Galileo: An Experiment in Interdisciplinary Education
GALILEO was a team-taught course required of all ninth grade students at Francis Parker, a progressive, middle-class, urban school. The content of the course included Galileo's writings, biographical and historical studies, and Brecht's play Galileo. The planning and execution of the course attempted to transcend fractious controversy over common courses by asking the entire faculty to sponsor and evaluate the program. The course presented an opportunity for the faculty to engage in an ongoing experiment in cooperative development of curriculum. Instead of an authoritarian concern to make students master basic skills, GALILEO invoked the approach of a liberal education: we imparted skills of making other selves, making connections, making judgments, and making ourselves in the recovery of one man's life, works, and character. The principal theme of the course was the relationship between observation and inference.
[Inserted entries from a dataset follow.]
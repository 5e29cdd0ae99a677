//! # Stall detector.
//!
//! [`StallDetector`] watches the diagnostic output of one live relay process
//! and declares the stream stuck when no forward progress is observed for
//! longer than the configured watchdog timeout.
//!
//! ## Flow
//! ```text
//! relay diagnostics ──► detector task ──► StallNotice (at most once)
//!        │                    │
//!  line contains        poll every check_interval:
//!  activity marker      idle = now - last_activity
//!  → last_activity      idle > timeout → fire, exit
//!    = now
//! ```
//!
//! ## Rules
//! - **Single-shot**: the detector fires at most once, then its task exits.
//!   A fresh detector must be created for each new relay handle.
//! - **No-activity edge case**: if no activity marker is ever observed, the
//!   detector still fires once the timeout elapses from detector creation.
//! - **Cancellation**: the supervisor cancels the detector's token the
//!   moment its relay handle is superseded; a cancelled detector never
//!   fires.
//! - The first poll happens one `check_interval` after creation, so with
//!   `timeout = 10s` and `check_interval = 3s` the notice fires on the poll
//!   at `t = 12s`, not earlier.
//!
//! One task owns both the line listener and the polling loop (selected over
//! concurrently), so `last_activity` has a single writer and every poll
//! observes the latest update.

use std::time::Duration;

use tokio::sync::mpsc;
use tokio::time::{self, Instant};
use tokio_util::sync::CancellationToken;

/// Notice that a stream produced no activity within the watchdog timeout.
#[derive(Clone, Debug)]
pub struct StallNotice {
    /// Idle time observed at the poll that fired.
    pub idle: Duration,
}

/// Single-shot watchdog over one relay handle's diagnostic stream.
pub struct StallDetector {
    rx: mpsc::Receiver<StallNotice>,
}

impl StallDetector {
    /// Spawns the detector task over a diagnostic line channel.
    ///
    /// `marker` is the activity substring (e.g. `"frame="`); any diagnostic
    /// line containing it counts as forward progress. The task runs until it
    /// fires or `token` is cancelled. `check_interval` is clamped to at
    /// least one millisecond.
    pub fn spawn(
        lines: mpsc::Receiver<String>,
        marker: String,
        timeout: Duration,
        check_interval: Duration,
        token: CancellationToken,
    ) -> Self {
        // tokio intervals reject a zero period.
        let check_interval = check_interval.max(Duration::from_millis(1));
        let (tx, rx) = mpsc::channel(1);
        tokio::spawn(watch(lines, marker, timeout, check_interval, token, tx));
        Self { rx }
    }

    /// Waits for the stall notice.
    ///
    /// Returns `None` if the detector was cancelled before firing. After a
    /// notice has been delivered, subsequent calls return `None` (the
    /// detector is single-shot).
    pub async fn stalled(&mut self) -> Option<StallNotice> {
        self.rx.recv().await
    }
}

async fn watch(
    mut lines: mpsc::Receiver<String>,
    marker: String,
    timeout: Duration,
    check_interval: Duration,
    token: CancellationToken,
    tx: mpsc::Sender<StallNotice>,
) {
    let mut last_activity = Instant::now();
    let mut ticker = time::interval_at(Instant::now() + check_interval, check_interval);
    let mut lines_open = true;

    loop {
        tokio::select! {
            _ = token.cancelled() => return,
            line = lines.recv(), if lines_open => match line {
                Some(line) => {
                    if line.contains(&marker) {
                        last_activity = Instant::now();
                    }
                }
                // Relay output ended; keep polling until timeout or cancel.
                None => lines_open = false,
            },
            _ = ticker.tick() => {
                let idle = last_activity.elapsed();
                if idle > timeout {
                    let _ = tx.send(StallNotice { idle }).await;
                    return;
                }
            }
        }
    }
}

#[cfg(test)]
mod tests {
    use super::*;

    fn detector(
        lines: mpsc::Receiver<String>,
        token: &CancellationToken,
    ) -> StallDetector {
        StallDetector::spawn(
            lines,
            "frame=".to_string(),
            Duration::from_secs(10),
            Duration::from_secs(3),
            token.clone(),
        )
    }

    #[tokio::test(start_paused = true)]
    async fn fires_without_any_activity_on_the_expected_poll() {
        let (_tx, rx) = mpsc::channel(8);
        let token = CancellationToken::new();
        let mut det = detector(rx, &token);

        let started = Instant::now();
        let notice = det.stalled().await.expect("detector should fire");

        // Polls at 3s/6s/9s see idle <= 10s; the 12s poll fires.
        assert_eq!(started.elapsed(), Duration::from_secs(12));
        assert_eq!(notice.idle, Duration::from_secs(12));
    }

    #[tokio::test(start_paused = true)]
    async fn activity_marker_pushes_the_deadline_back() {
        let (tx, rx) = mpsc::channel(8);
        let token = CancellationToken::new();
        let mut det = detector(rx, &token);

        let started = Instant::now();
        tokio::spawn(async move {
            time::sleep(Duration::from_secs(9)).await;
            let _ = tx.send("frame=  240 fps= 30".to_string()).await;
            // Keep the sender alive past the expected firing point.
            time::sleep(Duration::from_secs(30)).await;
        });

        let notice = det.stalled().await.expect("detector should fire");
        // Activity at t=9s; idle exceeds 10s at t=19.x, first poll after
        // that is t=21s.
        assert_eq!(started.elapsed(), Duration::from_secs(21));
        assert_eq!(notice.idle, Duration::from_secs(12));
    }

    #[tokio::test(start_paused = true)]
    async fn non_marker_lines_do_not_count_as_activity() {
        let (tx, rx) = mpsc::channel(8);
        let token = CancellationToken::new();
        let mut det = detector(rx, &token);

        let started = Instant::now();
        tokio::spawn(async move {
            for _ in 0..20 {
                time::sleep(Duration::from_secs(1)).await;
                if tx.send("Press [q] to stop".to_string()).await.is_err() {
                    return;
                }
            }
        });

        det.stalled().await.expect("detector should fire");
        assert_eq!(started.elapsed(), Duration::from_secs(12));
    }

    #[tokio::test(start_paused = true)]
    async fn fires_even_after_diagnostics_channel_closes() {
        let (tx, rx) = mpsc::channel(8);
        let token = CancellationToken::new();
        let mut det = detector(rx, &token);
        drop(tx);

        let started = Instant::now();
        det.stalled().await.expect("detector should fire");
        assert_eq!(started.elapsed(), Duration::from_secs(12));
    }

    #[tokio::test(start_paused = true)]
    async fn zero_check_interval_is_clamped_not_fatal() {
        let (_tx, rx) = mpsc::channel(8);
        let token = CancellationToken::new();
        let mut det = StallDetector::spawn(
            rx,
            "frame=".to_string(),
            Duration::from_millis(50),
            Duration::ZERO,
            token.clone(),
        );

        let started = Instant::now();
        det.stalled().await.expect("detector should fire");
        // Polls every clamped millisecond; fires right after the timeout.
        assert!(started.elapsed() > Duration::from_millis(50));
        assert!(started.elapsed() < Duration::from_millis(100));
    }

    #[tokio::test(start_paused = true)]
    async fn cancelled_detector_never_fires() {
        let (_tx, rx) = mpsc::channel(8);
        let token = CancellationToken::new();
        let mut det = detector(rx, &token);

        token.cancel();
        assert!(det.stalled().await.is_none());
    }

    #[tokio::test(start_paused = true)]
    async fn fires_at_most_once() {
        let (_tx, rx) = mpsc::channel(8);
        let token = CancellationToken::new();
        let mut det = detector(rx, &token);

        assert!(det.stalled().await.is_some());
        assert!(det.stalled().await.is_none());
    }
}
Whether observing the night sky with the naked eye or the moon with a telescope assembled in class, students had to pay close attention to details; whether considering the apparently spherical shape of the jagged moon or the retrograde motion of an outer planet, students had to distinguish what Galileo observed from what he inferred about those details. The course became a canvas for the study of authority. Galileo's own conflicts with the Church and Brecht's dramatization of the conflict between scientist and state delineated moral and political problems of authority. GALILEO explored the intellectual problems of authority in adjusting the relative importance of tradition and method. In his desire to persuade the truth of the new cosmology, Galileo argued that theology regulates but does not constitute the sciences. Although Galileo's conception of relative motion does not immediately appeal to common sense, thought can reshape experience through the authority of experiment. GALILEO contributed to interdisciplinary education in four ways: it created a pattern of shared design, teaching, and evaluation for teachers; it developed an active conjunction of disciplines for the development of skills in its students; it presented a subject that richly interweaves the sciences and the humanities; and it stimulated assessment of the present and future needs of education.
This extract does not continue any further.